Qualcuno azzarda anche il paragone: “Siamo nella stessa situazione del 14 dicembre”. Ma si tratta dei più temerari. La maggior parte guarda con una certa preoccupazione ai ballottaggi di domenica e lunedì. Anche se i segnali economici sembrano aver trasformato la disperazione in un cauto ottimismo. L’impressione, infatti, è che difficilmente l’esito delle partite di Milano e Napoli influiranno sul cammino del governo. Almeno nel breve periodo.
E qui si torna al 14 dicembre. D’accordo, in quell’occasione ad aiutare il governo ci pensarono una manciata di fuoriusciti dall’opposizione, ma è convinzione di molti che il più grande aiuto sia arrivato dal Capo dello Stato Giorgio Napolitano che richiamò le diverse forze politiche alla responsabilità e chiese che prima venisse approvata la Finanziaria e poi si votasse la fiducia, dando la possibilità alla maggioranza di riorganizzarsi.
Lo scenario micro e macroeconomico di oggi non è molto diverso da quello di sei mesi fa. La crisi della Grecia sta rimettendo in discussione l’area dell’euro e la Corte dei conti ha appena fatto sapere che l’Italia avrà bisogno di una manovra da 46 miliardi di euro. Intervento per altro confermato, non nelle cifre, anche dall’esecutivo. Come se non bastasse il nostro Paese è finito sotto la lente delle agenzie di rating. A questo punto la domanda nasce spontanea: può un governo dimissionario affrontare questa delicata fase?

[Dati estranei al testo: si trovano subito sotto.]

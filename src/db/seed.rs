//! Seed population
//!
//! Fixed starter articles inserted once at startup when the article table is
//! empty. This is bootstrap content, not runtime behavior: the dataset is a
//! literal and the population step is idempotent by count-check.

use crate::db::stores::ArticleStore;
use crate::models::CreateArticleInput;
use anyhow::Result;

struct SeedArticle {
    title: &'static str,
    subtitle: &'static str,
    content: &'static str,
    category: &'static str,
    author: &'static str,
}

const SEED_ARTICLES: &[SeedArticle] = &[
    SeedArticle {
        title: "Understanding Global Warming",
        subtitle: "The science behind rising global temperatures and their impact on our planet",
        content: r#"Global warming refers to the long-term increase in Earth's average surface temperature due to greenhouse gas emissions from human activities. Since the late 19th century, Earth's average temperature has risen by about 1.1°C (2°F).

The primary cause is the burning of fossil fuels (coal, oil, and natural gas), which releases carbon dioxide and other greenhouse gases into the atmosphere. These gases trap heat from the sun, creating a 'greenhouse effect.'

Key impacts include:
• Rising sea levels due to thermal expansion and melting ice
• More frequent and intense extreme weather events
• Ocean acidification affecting marine ecosystems
• Shifts in precipitation patterns
• Threats to biodiversity and food security

The scientific consensus is clear: human activities are the dominant cause of observed warming since the mid-20th century. Immediate action is needed to reduce emissions and limit global temperature rise to 1.5°C above pre-industrial levels."#,
        category: "Science",
        author: "Climate Research Team",
    },
    SeedArticle {
        title: "Renewable Energy Solutions",
        subtitle: "How clean energy technologies can help combat climate change",
        content: r#"Renewable energy sources offer a sustainable path forward in the fight against climate change. These technologies harness natural processes that are constantly replenished, providing clean alternatives to fossil fuels.

Solar Power:
• Photovoltaic cells convert sunlight directly into electricity
• Costs have dropped 85% since 2010
• Can be deployed at utility scale or distributed on rooftops

Wind Energy:
• Onshore and offshore wind farms generate clean electricity
• Technology improvements have increased efficiency and reduced costs
• Provides reliable power when combined with energy storage

Hydropower:
• Uses flowing water to generate electricity
• Provides consistent, dispatchable power
• Can be combined with pumped storage for grid stability

Other promising technologies include geothermal energy, biomass, and emerging solutions like tidal and wave power. The key is creating an integrated energy system that combines multiple renewable sources with smart grid technology and energy storage.

Investment in renewable energy has grown dramatically, with global capacity increasing by 45% in 2020 alone. This transition not only reduces emissions but also creates jobs, improves air quality, and enhances energy security."#,
        category: "Solutions",
        author: "Energy Innovation Team",
    },
    SeedArticle {
        title: "Climate Change and Extreme Weather",
        subtitle: "How global warming is intensifying storms, droughts, and heatwaves",
        content: r#"Climate change is making extreme weather events more frequent, intense, and destructive. As global temperatures rise, the atmosphere can hold more moisture, leading to heavier rainfall and more powerful storms.

Hurricanes and Typhoons:
• Warmer ocean temperatures fuel more intense storms
• Rising sea levels increase storm surge damage
• Storms are moving slower, causing more prolonged impacts

Heatwaves:
• Record-breaking temperatures are becoming more common
• Urban heat islands amplify the effects
• Heat-related deaths are increasing globally

Droughts and Wildfires:
• Higher temperatures increase evaporation rates
• Drier conditions create fuel for wildfires
• Water scarcity affects agriculture and communities

Flooding:
• Heavier rainfall overwhelms drainage systems
• Sea level rise increases coastal flooding risk
• Flash floods are becoming more common

These extreme events have cascading effects on:
• Agriculture and food security
• Infrastructure and transportation
• Public health and safety
• Economic stability
• Ecosystem health

Adaptation measures include improved early warning systems, resilient infrastructure design, and community preparedness programs. However, reducing greenhouse gas emissions remains the most effective long-term solution."#,
        category: "Impact",
        author: "Climate Impact Research",
    },
    SeedArticle {
        title: "Individual Actions for Climate Change",
        subtitle: "How you can make a difference in the fight against global warming",
        content: r#"While systemic change is essential, individual actions collectively make a significant impact. Here are practical steps you can take to reduce your carbon footprint:

Transportation:
• Use public transit, biking, or walking when possible
• Choose electric or hybrid vehicles
• Combine errands to reduce trips
• Consider carpooling or ride-sharing

Energy at Home:
• Switch to LED light bulbs
• Use programmable thermostats
• Insulate your home properly
• Choose energy-efficient appliances
• Consider solar panels or renewable energy plans

Diet and Food:
• Reduce meat consumption, especially beef
• Buy local and seasonal produce
• Minimize food waste
• Choose organic when possible
• Grow your own vegetables

Consumption Habits:
• Buy less, choose quality over quantity
• Repair items instead of replacing them
• Choose products with minimal packaging
• Support companies with sustainable practices
• Reduce, reuse, and recycle

Advocacy:
• Vote for climate-conscious leaders
• Support environmental organizations
• Educate others about climate change
• Participate in community climate initiatives
• Use your voice on social media

Remember: Small actions add up. The most important step is to start somewhere and build sustainable habits over time."#,
        category: "Solutions",
        author: "Climate Action Team",
    },
];

/// Populate the article store with the fixed starter content.
///
/// Runs at startup; does nothing when the store already holds any articles.
/// Returns the number of articles inserted.
pub async fn populate_initial_articles(store: &dyn ArticleStore) -> Result<usize> {
    if store.count().await? > 0 {
        tracing::debug!("Article store already populated, skipping seed");
        return Ok(0);
    }

    for seed in SEED_ARTICLES {
        let input = CreateArticleInput::new(
            seed.title.to_string(),
            seed.subtitle.to_string(),
            seed.content.to_string(),
            seed.category.to_string(),
        )
        .with_author(seed.author.to_string());

        store.insert(&input).await?;
    }

    tracing::info!("Seeded {} starter article(s)", SEED_ARTICLES.len());
    Ok(SEED_ARTICLES.len())
}

#[cfg(test)]
mod tests {
    use super::*;
    use crate::db::stores::SqlxArticleStore;
    use crate::db::{connect_test_pool, migrations};
    use crate::models::CategoryFilter;

    async fn setup_test_store() -> SqlxArticleStore {
        let pool = connect_test_pool().await.expect("Failed to create test pool");
        migrations::run_migrations(&pool)
            .await
            .expect("Failed to run migrations");
        SqlxArticleStore::new(pool)
    }

    #[tokio::test]
    async fn test_seed_inserts_four_articles_with_expected_categories() {
        let store = setup_test_store().await;

        let inserted = populate_initial_articles(&store).await.expect("Seed failed");
        assert_eq!(inserted, 4);

        let science = store
            .list_by_category(&CategoryFilter::Named("Science".to_string()))
            .await
            .unwrap();
        let solutions = store
            .list_by_category(&CategoryFilter::Named("Solutions".to_string()))
            .await
            .unwrap();
        let impact = store
            .list_by_category(&CategoryFilter::Named("Impact".to_string()))
            .await
            .unwrap();

        assert_eq!(science.len(), 1);
        assert_eq!(solutions.len(), 2);
        assert_eq!(impact.len(), 1);
    }

    #[tokio::test]
    async fn test_seed_is_idempotent() {
        let store = setup_test_store().await;

        let first = populate_initial_articles(&store).await.expect("Seed failed");
        let second = populate_initial_articles(&store).await.expect("Seed failed");

        assert_eq!(first, 4);
        assert_eq!(second, 0);
        assert_eq!(store.count().await.unwrap(), 4);
    }

    #[tokio::test]
    async fn test_seed_skips_non_empty_store() {
        let store = setup_test_store().await;

        store
            .insert(&CreateArticleInput::new(
                "Existing".to_string(),
                "Already here".to_string(),
                "Body".to_string(),
                "Science".to_string(),
            ))
            .await
            .unwrap();

        let inserted = populate_initial_articles(&store).await.expect("Seed failed");

        assert_eq!(inserted, 0);
        assert_eq!(store.count().await.unwrap(), 1);
    }
}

Evidentemente no. Ecco perché nel Pdl si fa molto affidamento sul fatto che, anche in caso di sconfitta ai ballottaggi, Berlusconi rimarrà a Palazzo Chigi. Dopotutto continua a mancare un’alternativa credibile e quindi meglio non rischiare. Anche se la fiducia, ovviamente, resta a tempo.
E qui entra in gioco la Lega. L’unica, all’interno del centrodestra, che sembra lavorare seriamente ad un dopo-Cavaliere. L’idea, però, non sembra essere quella di rompere il recinto dell’attuale maggioranza. Piuttosto il Carroccio sogna un passo indietro del premier con successivo avanzamento di un uomo fidato (Tremonti sarebbe l’ideale per gestire una nuova emergenza economica) che riapra il canale del dialogo con il centrosinistra. L’appoggio del Pd, tra l’altro, si renderebbe necessario visto che è abbastanza plausibile pensare che parte del Pdl si ribellerebbe all’ipotesi di un’ulteriore avanzata leghista.
Comunque il dopo resta per ora nel campo della fantapolitica. Quello che è certo è che non c’è molta fiducia sul voto di domenica e lunedì. L’impressione è che sia Pisapia che De Magistris abbiano il vento in poppa. Ma ormai l’attenzione del premier è tutta focalizzata su Roma. Non a caso, quando si chiuderanno le urne, il premier sarà a Bucarest per una visita istituzionale. Un viaggio che per i maligni è stato fissato apposta per saltare le udienze dei processi Mills e Ruby.
Ma un viaggio che rappresenta una bocciatura della strategia politica usata in queste amministrative: i comizi in tribunale non hanno prodotto l’effetto sperato, meglio rinunciare.